As a teenager, he's suffered from polio. This left him bedridden and unable
to do a lot of things that normal healthy people can do. It took away His
ability to do most things. Basically, he lay in bed all day and could hear
what was going on around him. He could also see and move his eyes
around, however, he was unable to speak or truly interact with those that
were near.
During this period of time, he learned to pay attention to people's body
language. He could hear what was going on and surmise a lot more from the
way that people were acting. It allowed him to further his theories after he
became a psychologist. He learned from a young age that what people are
saying is not necessarily what they are thinking and feeling.
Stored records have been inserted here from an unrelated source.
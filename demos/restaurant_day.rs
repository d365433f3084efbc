//! A day in the restaurant: seed the chart, post events, run reports

use bigdecimal::BigDecimal;
use pos_accounting::utils::MemoryStorage;
use pos_accounting::{
    ChartOfAccounts, InventoryMovement, MovementReference, MovementType, Order, OrderStatus,
    Poster, Reports,
};

#[tokio::main]
async fn main() -> Result<(), Box<dyn std::error::Error>> {
    println!("🧾 POS Accounting - Restaurant Day Example\n");

    let storage = MemoryStorage::new();

    // 1. Set up the chart of accounts
    println!("📊 Seeding the default chart of accounts...");
    let mut chart = ChartOfAccounts::new(storage.clone());
    let seeded = chart.seed_defaults().await?;
    println!("  ✓ {seeded} accounts created\n");

    // 2. The morning delivery arrives on credit
    println!("🚚 Recording inventory movements...");
    let mut poster = Poster::new(storage.clone());

    let delivery = InventoryMovement {
        id: 1,
        item_id: 12,
        movement_type: MovementType::In,
        quantity: BigDecimal::from(40),
        unit_cost: BigDecimal::from(15),
        total_cost: None,
        reference_type: Some(MovementReference::PurchaseOrder),
    };
    if poster.post_inventory_movement(&delivery, None).await.is_some() {
        println!("  ✓ Produce delivery: 40 x 15 on account");
    }

    // 3. Service: completed orders post as they are paid
    println!("\n💰 Posting completed orders...");
    for (id, total) in [(101, 240), (102, 185), (103, 460)] {
        let order = Order {
            id,
            status: OrderStatus::Completed,
            items: vec![],
            total: BigDecimal::from(total),
        };
        if poster
            .post_completed_order(&order, Some("cashier-2"))
            .await
            .is_some()
        {
            println!("  ✓ Order #{id}: {total}");
        }
    }

    // 4. End of day: a spoiled batch is written off
    let spoilage = InventoryMovement {
        id: 2,
        item_id: 12,
        movement_type: MovementType::Out,
        quantity: BigDecimal::from(3),
        unit_cost: BigDecimal::from(15),
        total_cost: None,
        reference_type: Some(MovementReference::Waste),
    };
    if poster.post_inventory_movement(&spoilage, None).await.is_some() {
        println!("\n🗑️  Wrote off 3 spoiled units");
    }

    // 5. Reports
    let reports = Reports::new(storage);
    let today = chrono::Utc::now().date_naive();

    let pnl = reports.profit_and_loss(today, today).await?;
    println!("\n📈 Profit & Loss ({today})");
    println!("  Revenue:  {}", pnl.total_revenue);
    println!("  Expenses: {}", pnl.total_expenses);
    println!("  Net:      {}", pnl.net_income);

    let sheet = reports.balance_sheet(today).await?;
    println!("\n🏦 Balance Sheet as of {today}");
    for line in &sheet.assets {
        println!("  {} {}: {}", line.account_code, line.account_name, line.amount);
    }
    println!("  Total assets:      {}", sheet.total_assets);
    println!("  Total liabilities: {}", sheet.total_liabilities);

    let flow = reports.cash_flow(today, today).await?;
    println!("\n💵 Cash Flow ({today})");
    for item in &flow.operating {
        println!("  {}: {}", item.description, item.amount);
    }
    println!("  Ending cash: {}", flow.ending_cash);

    Ok(())
}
The importance
of reading body language and movement became very apparent to him at
the tender age of 17.
He found that it was very simple to hear somebody say yes but realize that
their body language absolutely said no. As he moved on and healed from
this medical disaster, he used this information in his thought process.
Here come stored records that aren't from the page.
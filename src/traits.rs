//! Traits for storage abstraction and external collaborators

use async_trait::async_trait;
use chrono::NaiveDate;

use crate::events::{InventoryMovement, Order};
use crate::types::*;

/// Storage abstraction for the accounting subsystem
///
/// Allows the core to work with any backend (PostgreSQL, MySQL, SQLite,
/// in-memory, ...) by implementing these methods. Implementations must
/// support atomic multi-row writes: `insert_entry` persists the header and
/// all lines as one unit or not at all.
#[async_trait]
pub trait LedgerStorage: Send + Sync {
    /// Save a new account
    async fn save_account(&mut self, account: &Account) -> LedgerResult<()>;

    /// Get an account by code
    async fn get_account(&self, code: &str) -> LedgerResult<Option<Account>>;

    /// List accounts ordered by code, optionally restricted to active ones
    async fn list_accounts(&self, active_only: bool) -> LedgerResult<Vec<Account>>;

    /// Number of accounts in the chart, active or not
    async fn account_count(&self) -> LedgerResult<u64>;

    /// Update an existing account
    async fn update_account(&mut self, account: &Account) -> LedgerResult<()>;

    /// Persist a journal entry and its lines atomically, assigning its id
    ///
    /// Must reject a non-empty `reference` that already exists with
    /// [`LedgerError::DuplicateReference`]; automated writers rely on this
    /// to stay idempotent under concurrent posting.
    async fn insert_entry(&mut self, entry: &NewJournalEntry) -> LedgerResult<JournalEntry>;

    /// Get a journal entry with its lines
    async fn get_entry(&self, id: i64) -> LedgerResult<Option<JournalEntry>>;

    /// List journal entries matching the filter, ordered by
    /// `(entry_date desc, id desc)`
    async fn list_entries(&self, filter: &EntryFilter) -> LedgerResult<Vec<JournalEntry>>;

    /// Apply a header-only patch; lines are never touched
    async fn update_entry(&mut self, id: i64, patch: &EntryPatch) -> LedgerResult<JournalEntry>;

    /// Remove an entry's lines, then the entry; returns whether anything
    /// was removed
    async fn delete_entry(&mut self, id: i64) -> LedgerResult<bool>;

    /// Per-account debit/credit sums over reportable (posted) lines whose
    /// entry date falls in the given window
    async fn account_activity(
        &self,
        start_date: Option<NaiveDate>,
        end_date: Option<NaiveDate>,
    ) -> LedgerResult<Vec<AccountActivity>>;

    /// Reportable lines for a single account within the window, each
    /// carrying its owning entry's date and description
    async fn account_lines(
        &self,
        account_code: &str,
        start_date: Option<NaiveDate>,
        end_date: Option<NaiveDate>,
    ) -> LedgerResult<Vec<AccountLine>>;
}

/// Read accessor over the POS order store (owned by the order subsystem)
#[async_trait]
pub trait OrderSource: Send + Sync {
    /// All completed orders, optionally restricted to a date window
    async fn completed_orders(
        &self,
        start_date: Option<NaiveDate>,
        end_date: Option<NaiveDate>,
    ) -> LedgerResult<Vec<Order>>;
}

/// Read accessor over the inventory movement store (owned by the inventory
/// subsystem)
#[async_trait]
pub trait MovementSource: Send + Sync {
    /// The most recent `limit` stock movements, newest first
    async fn recent_movements(&self, limit: usize) -> LedgerResult<Vec<InventoryMovement>>;
}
Working through college, he continued to study people and take notice of
their indirect behavior. In fact, it helped him old many of his thoughts,
theories, ideas, and books.
The famed psychotherapist and psychologist thought that there was a better
way to go about hypnotherapy. Rather than making hard suggestions, he
believed in subtlety. Making an effort to change a person's bad behaviors in
a subtle way has proven to be more effective than in a more in-your-face
type of way. Part of why his ways worked better than others is he truly
believes that you need to understand where the person you are working with
is coming from. This promotes a better understanding of how you need to
help them and what specific behaviors they need to work on changing.
Erickson believed that a person's history only played a small role in their
therapy. You do need a basic idea of what has happened in someone's life;
however, a little bit of information goes a long way. He believes that
focusing on the past didn't necessarily help to make changes in the present.
With this belief, he would only put a small amount of effort into learning
about somebody's personal history.
He found that focusing on what is happening in the here and now is more
imperative to the person you are trying to improve. When somebody
realizes that you are truly compassionate about their situation and want to
help them, they are more accepting of making changes. Working through
issues of the past may be important in some instances, but for the most part,
looking at what is happening right now is more important.
CHAPTER 21:
Protecting Yourself Against Hypnosis
Beware of Matchers
T he first thing you’re going to want to do is to take in and apply
everything you’ve just learned. Remember all that stuff about
matching and mirroring? Well, now you need to be on the lookout
for it. When you are speaking to someone who you think is trying to control
you, make a point to note how they are reacting to your body language. Are
they sitting in the same pattern you are? Are they copying your movements
as well?
If you’re unsure, try testing it out by changing your posture and then wait to
see if they mimic it. The mimicking may be a bit more subtle and a bit more
delayed, but the unskilled ones are a total giveaway. They’ll copy the
posture right away, and automatically, you know what you’re up against.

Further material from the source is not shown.